Top of Given data
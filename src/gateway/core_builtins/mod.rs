//=====================================================
// File: gateway/core_builtins/mod.rs
//=====================================================
// Author: ZobieLabs
// License: Duality Public License (DPL v1.0)
// Goal: Core interpreter built-ins
// Objective: Group the session-level built-ins and register them with a
//            context
//=====================================================

pub mod argn;
pub mod exit;

use super::{GatewayEntry, register_all};
use crate::interpreter::Context;

pub const ENTRIES: [GatewayEntry; 2] = [argn::ENTRY, exit::ENTRY];

pub fn register(ctx: &mut Context) {
    register_all(ctx, &ENTRIES);
}

//=====================================================
// End of file
//=====================================================
//=====================================================
// File: interpreter/context.rs
//=====================================================
// Author: ZobieLabs
// License: Duality Public License (DPL v1.0)
// Goal: Interpreter state handed to every native call
// Objective: Bundle symbol table, configuration register, interactive
//            host, and error channel behind one explicit context object
//=====================================================

use std::fmt;

use tracing::debug;

use super::channel::ErrorChannel;
use super::errors::{CallResult, ScriptError};
use super::host::Host;
use crate::config::{ConfigRegister, InterpreterConfig};
use crate::gateway::{NativeFn, Signature};
use crate::overload::OverloadResolver;
use crate::symbol::SymbolTable;
use crate::types::{Double, Function, OptionalArgs, TypeTag, ValueRef};

/// Name bound to the supplied-argument count inside a call frame.
pub const NARGIN: &str = "nargin";
/// Name bound to the requested-return count inside a call frame.
pub const NARGOUT: &str = "nargout";

pub struct Context {
    symbols: SymbolTable,
    config: ConfigRegister,
    host: Option<Box<dyn Host>>,
    errors: ErrorChannel,
}

impl Default for Context {
    fn default() -> Self {
        Self::new()
    }
}

impl Context {
    pub fn new() -> Self {
        Self::with_config(&InterpreterConfig::default())
    }

    pub fn with_config(config: &InterpreterConfig) -> Self {
        Self {
            symbols: SymbolTable::new(),
            config: ConfigRegister::new(config),
            host: None,
            errors: ErrorChannel::new(),
        }
    }

    //=================================================
    // Section 1.0 - Accessors
    //=================================================

    pub fn symbols(&self) -> &SymbolTable {
        &self.symbols
    }

    pub fn symbols_mut(&mut self) -> &mut SymbolTable {
        &mut self.symbols
    }

    pub fn lookup(&self, name: &str) -> Option<ValueRef> {
        self.symbols.lookup(name)
    }

    pub fn config(&self) -> &ConfigRegister {
        &self.config
    }

    pub fn config_mut(&mut self) -> &mut ConfigRegister {
        &mut self.config
    }

    pub fn errors(&self) -> &ErrorChannel {
        &self.errors
    }

    pub fn errors_mut(&mut self) -> &mut ErrorChannel {
        &mut self.errors
    }

    pub fn attach_host(&mut self, host: Box<dyn Host>) {
        self.host = Some(host);
    }

    pub fn detach_host(&mut self) -> Option<Box<dyn Host>> {
        self.host.take()
    }

    pub fn host_mut(&mut self) -> Option<&mut (dyn Host + 'static)> {
        self.host.as_deref_mut()
    }

    //=================================================
    // Section 2.0 - Registration
    //=================================================

    /// Binds a built-in under its plain name in the global scope.
    pub fn register_native(&mut self, signature: Signature, body: NativeFn) {
        debug!(function = signature.name, "registering native function");
        self.symbols
            .put_global(signature.name, ValueRef::new(Function::new(signature, body)));
    }

    /// Binds a built-in as the `operator` overload for values of `tag`.
    pub fn register_overload(
        &mut self,
        operator: &str,
        tag: TypeTag,
        signature: Signature,
        body: NativeFn,
    ) {
        let name = OverloadResolver::mangle(operator, tag);
        debug!(function = signature.name, overload = %name, "registering overload");
        self.symbols
            .put_global(name, ValueRef::new(Function::new(signature, body)));
    }

    //=================================================
    // Section 3.0 - Calls & Frames
    //=================================================

    /// Runs `body` inside a new call frame that binds `nargin` and
    /// `nargout`. The frame is popped on every exit path.
    pub fn with_frame<T, F>(&mut self, nargin: usize, nargout: usize, body: F) -> CallResult<T>
    where
        F: FnOnce(&mut Context) -> CallResult<T>,
    {
        self.symbols.push_scope();
        self.symbols
            .put(NARGIN, ValueRef::new(Double::scalar(nargin as f64)));
        self.symbols
            .put(NARGOUT, ValueRef::new(Double::scalar(nargout as f64)));
        let result = body(self);
        self.symbols.pop_scope();
        result
    }

    /// Looks `name` up and invokes whatever it is bound to.
    pub fn call(
        &mut self,
        name: &str,
        args: &[ValueRef],
        ret_count: usize,
    ) -> CallResult<Vec<ValueRef>> {
        let target = self
            .lookup(name)
            .ok_or_else(|| ScriptError::undefined(name))?;
        target.invoke(self, args, &OptionalArgs::new(), ret_count)
    }
}

impl fmt::Debug for Context {
    fn fmt(&self, f: &mut fmt::Formatter<'_>) -> fmt::Result {
        f.debug_struct("Context")
            .field("symbols", &self.symbols)
            .field("config", &self.config)
            .field("host_attached", &self.host.is_some())
            .field("errors", &self.errors)
            .finish()
    }
}


//=====================================================
// End of file
//=====================================================
//=====================================================
// File: types/ndarray.rs
//=====================================================
// Author: ZobieLabs
// License: Duality Public License (DPL v1.0)
// Goal: Generic N-dimensional storage for array-valued types
// Objective: Own a column-major buffer whose length always equals the
//            product of the shape, with checked allocation and indexing
//=====================================================

use std::fmt;

use thiserror::Error;

//=====================================================
// Section 1.0 - Errors & Element Contract
//=====================================================

#[derive(Debug, Error, Clone, PartialEq, Eq)]
pub enum ArrayError {
    #[error("cannot allocate array of shape {shape:?}: element count overflows")]
    SizeOverflow { shape: Vec<usize> },
    #[error("cannot allocate array of {elements} elements")]
    AllocationFailed { elements: usize },
    #[error("shape {shape:?} holds {expected} elements, {actual} supplied")]
    ShapeMismatch {
        shape: Vec<usize>,
        expected: usize,
        actual: usize,
    },
    #[error("Invalid index: {index} is outside 1..={size}.")]
    IndexOutOfRange { index: usize, size: usize },
    #[error("Invalid index.")]
    InvalidIndex,
    #[error("transpose is not defined for arrays of rank {rank}")]
    UnsupportedRank { rank: usize },
}

/// Element types storable in an [`NdArray`].
pub trait ArrayElement: Clone + fmt::Debug {
    /// Value used to fill freshly allocated storage.
    fn null_value() -> Self;
}

impl ArrayElement for f64 {
    fn null_value() -> Self {
        0.0
    }
}

impl ArrayElement for i64 {
    fn null_value() -> Self {
        0
    }
}

impl ArrayElement for String {
    fn null_value() -> Self {
        String::new()
    }
}

/// One subscript of an extraction, with 0-based positions already resolved.
#[derive(Debug, Clone, PartialEq, Eq)]
pub enum Subscript {
    /// Every position along the addressed dimension.
    All,
    /// Explicit positions plus the shape of the index array they came from.
    Positions {
        positions: Vec<usize>,
        shape: Vec<usize>,
    },
}

impl Subscript {
    fn count(&self, extent: usize) -> usize {
        match self {
            Subscript::All => extent,
            Subscript::Positions { positions, .. } => positions.len(),
        }
    }

    fn position(&self, k: usize) -> usize {
        match self {
            Subscript::All => k,
            Subscript::Positions { positions, .. } => positions[k],
        }
    }
}

//=====================================================
// Section 2.0 - NdArray
//=====================================================

/// Homogeneous N-dimensional array stored column-major.
///
/// Shapes always carry at least two dimensions. Trailing singleton
/// dimensions above rank 2 are dropped on construction.
#[derive(Debug, Clone, PartialEq)]
pub struct NdArray<T> {
    shape: Vec<usize>,
    data: Vec<T>,
}

impl<T: ArrayElement> NdArray<T> {
    /// Allocates an array of `shape` filled with the element's null value.
    pub fn new(shape: &[usize]) -> Result<Self, ArrayError> {
        let shape = normalize_shape(shape);
        let elements = element_count(&shape)?;
        let mut data = reserve(elements)?;
        data.resize(elements, T::null_value());
        Ok(Self { shape, data })
    }

    pub fn from_vec(shape: &[usize], data: Vec<T>) -> Result<Self, ArrayError> {
        let shape = normalize_shape(shape);
        let expected = element_count(&shape)?;
        if expected != data.len() {
            return Err(ArrayError::ShapeMismatch {
                shape,
                expected,
                actual: data.len(),
            });
        }
        Ok(Self { shape, data })
    }

    pub fn scalar(value: T) -> Self {
        Self {
            shape: vec![1, 1],
            data: vec![value],
        }
    }

    pub fn empty() -> Self {
        Self {
            shape: vec![0, 0],
            data: Vec::new(),
        }
    }

    pub fn shape(&self) -> &[usize] {
        &self.shape
    }

    pub fn rank(&self) -> usize {
        self.shape.len()
    }

    pub fn size(&self) -> usize {
        self.data.len()
    }

    pub fn rows(&self) -> usize {
        self.shape[0]
    }

    pub fn cols(&self) -> usize {
        self.shape[1]
    }

    pub fn is_scalar(&self) -> bool {
        self.data.len() == 1
    }

    pub fn is_empty(&self) -> bool {
        self.data.is_empty()
    }

    /// A rank-2 array with one row or one column.
    pub fn is_vector(&self) -> bool {
        self.rank() == 2 && (self.rows() == 1 || self.cols() == 1)
    }

    pub fn get(&self, index: usize) -> Option<&T> {
        self.data.get(index)
    }

    pub fn set(&mut self, index: usize, value: T) -> Result<(), ArrayError> {
        let size = self.data.len();
        let slot = self
            .data
            .get_mut(index)
            .ok_or(ArrayError::IndexOutOfRange {
                index: index + 1,
                size,
            })?;
        *slot = value;
        Ok(())
    }

    pub fn as_slice(&self) -> &[T] {
        &self.data
    }

    /// Releases the buffer and leaves an empty, reusable array.
    pub fn clear(&mut self) {
        self.data = Vec::new();
        self.shape = vec![0, 0];
    }

    /// Swaps rows and columns. Arrays above rank 2 have no transpose.
    pub fn transpose(&self) -> Result<Self, ArrayError> {
        if self.rank() > 2 {
            return Err(ArrayError::UnsupportedRank { rank: self.rank() });
        }
        let (rows, cols) = (self.rows(), self.cols());
        let mut data = Vec::with_capacity(self.data.len());
        for i in 0..rows {
            for j in 0..cols {
                data.push(self.data[i + j * rows].clone());
            }
        }
        Ok(Self {
            shape: vec![cols, rows],
            data,
        })
    }

    /// Copies out the elements addressed by `subscripts`.
    ///
    /// A single subscript indexes linearly. Several subscripts address
    /// dimensions; the last one absorbs any trailing dimensions.
    pub fn extract(&self, subscripts: &[Subscript]) -> Result<Self, ArrayError> {
        match subscripts {
            [] => Ok(self.clone()),
            [single] => self.extract_linear(single),
            _ => self.extract_dims(subscripts),
        }
    }

    fn extract_linear(&self, subscript: &Subscript) -> Result<Self, ArrayError> {
        let size = self.data.len();
        let count = subscript.count(size);
        let mut data = reserve(count)?;
        for k in 0..count {
            let position = subscript.position(k);
            let value = self.data.get(position).ok_or(ArrayError::IndexOutOfRange {
                index: position + 1,
                size,
            })?;
            data.push(value.clone());
        }
        let shape = match subscript {
            Subscript::All => vec![count, 1],
            Subscript::Positions { shape, .. } => {
                let index_is_vector = shape.len() == 2 && (shape[0] == 1 || shape[1] == 1);
                if self.is_vector() && index_is_vector {
                    if self.rows() == 1 {
                        vec![1, count]
                    } else {
                        vec![count, 1]
                    }
                } else {
                    shape.clone()
                }
            }
        };
        Self::from_vec(&shape, data)
    }

    fn extract_dims(&self, subscripts: &[Subscript]) -> Result<Self, ArrayError> {
        let dims = subscripts.len();
        let mut extents: Vec<usize> = self.shape.clone();
        if extents.len() > dims {
            let folded: usize = extents[dims - 1..].iter().product();
            extents.truncate(dims - 1);
            extents.push(folded);
        }
        extents.resize(dims, 1);

        let counts: Vec<usize> = subscripts
            .iter()
            .zip(&extents)
            .map(|(subscript, extent)| subscript.count(*extent))
            .collect();
        for (subscript, extent) in subscripts.iter().zip(&extents) {
            if let Subscript::Positions { positions, .. } = subscript {
                if let Some(bad) = positions.iter().find(|p| **p >= *extent) {
                    return Err(ArrayError::IndexOutOfRange {
                        index: bad + 1,
                        size: *extent,
                    });
                }
            }
        }

        let total = element_count(&counts)?;
        let mut data = reserve(total)?;
        let mut cursor = vec![0usize; dims];
        for _ in 0..total {
            let mut offset = 0;
            let mut stride = 1;
            for d in 0..dims {
                offset += subscripts[d].position(cursor[d]) * stride;
                stride *= extents[d];
            }
            data.push(self.data[offset].clone());
            for d in 0..dims {
                cursor[d] += 1;
                if cursor[d] < counts[d] {
                    break;
                }
                cursor[d] = 0;
            }
        }
        Self::from_vec(&counts, data)
    }
}

//=====================================================
// Section 3.0 - Shape Helpers
//=====================================================

pub fn normalize_shape(shape: &[usize]) -> Vec<usize> {
    let mut shape = shape.to_vec();
    while shape.len() > 2 && shape.last() == Some(&1) {
        shape.pop();
    }
    if shape.len() < 2 {
        shape.resize(2, 1);
    }
    shape
}

/// Empty buffer with room for `elements`, or AllocationFailed.
fn reserve<T>(elements: usize) -> Result<Vec<T>, ArrayError> {
    let mut data = Vec::new();
    data.try_reserve_exact(elements)
        .map_err(|_| ArrayError::AllocationFailed { elements })?;
    Ok(data)
}

pub fn element_count(shape: &[usize]) -> Result<usize, ArrayError> {
    shape
        .iter()
        .try_fold(1usize, |acc, dim| acc.checked_mul(*dim))
        .ok_or_else(|| ArrayError::SizeOverflow {
            shape: shape.to_vec(),
        })
}


//=====================================================
// End of file
//=====================================================
//=============================================
// File: logging.rs
//=============================================
// Author: ZobieLabs
// License: Duality Public License (DPL v1.0)
// Goal: Tracing setup for numscript processes
// Objective: Install one fmt subscriber whose filter comes from RUST_LOG
//            or the config file
//=============================================

use std::sync::OnceLock;

use tracing::Level;
use tracing_subscriber::EnvFilter;

static INIT: OnceLock<()> = OnceLock::new();

/// Installs the global subscriber. Later calls are no-ops.
///
/// `RUST_LOG` wins over `directive`; with neither, `info` is used.
pub fn init(directive: Option<&str>) {
    INIT.get_or_init(|| {
        let filter = EnvFilter::try_from_default_env()
            .or_else(|_| match directive {
                Some(directive) => EnvFilter::try_new(directive),
                None => Ok(EnvFilter::default().add_directive(Level::INFO.into())),
            })
            .unwrap_or_else(|_| EnvFilter::default().add_directive(Level::INFO.into()));
        let _ = tracing_subscriber::fmt()
            .with_env_filter(filter)
            .with_target(true)
            .compact()
            .try_init();
    });
}

//=============================================
// End of file
//=============================================
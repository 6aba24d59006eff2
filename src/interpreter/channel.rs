//=====================================================
// File: interpreter/channel.rs
//=====================================================
// Author: ZobieLabs
// License: Duality Public License (DPL v1.0)
// Goal: User-visible error channel
// Objective: Record every error reported to the user, in order, with its
//            numeric code
//=====================================================

use tracing::warn;

#[derive(Debug, Clone, PartialEq, Eq)]
pub struct EmittedError {
    pub code: u32,
    pub message: String,
}

#[derive(Debug, Default)]
pub struct ErrorChannel {
    emitted: Vec<EmittedError>,
}

impl ErrorChannel {
    pub fn new() -> Self {
        Self::default()
    }

    pub fn emit(&mut self, code: u32, message: impl Into<String>) {
        let message = message.into();
        warn!(code, %message, "script error");
        self.emitted.push(EmittedError { code, message });
    }

    pub fn last(&self) -> Option<&EmittedError> {
        self.emitted.last()
    }

    pub fn len(&self) -> usize {
        self.emitted.len()
    }

    pub fn is_empty(&self) -> bool {
        self.emitted.is_empty()
    }

    pub fn drain(&mut self) -> Vec<EmittedError> {
        std::mem::take(&mut self.emitted)
    }
}

//=====================================================
// End of file
//=====================================================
Bottom of Given data
Keep both end lines and retype everything in the records above from the line containing "pub fn shape(&self)" through the line containing "pub fn is_scalar(&self)", exactly, with nothing else.

Task output:
    pub fn shape(&self) -> &[usize] {
        &self.shape
    }

    pub fn rank(&self) -> usize {
        self.shape.len()
    }

    pub fn size(&self) -> usize {
        self.data.len()
    }

    pub fn rows(&self) -> usize {
        self.shape[0]
    }

    pub fn cols(&self) -> usize {
        self.shape[1]
    }

    pub fn is_scalar(&self) -> bool {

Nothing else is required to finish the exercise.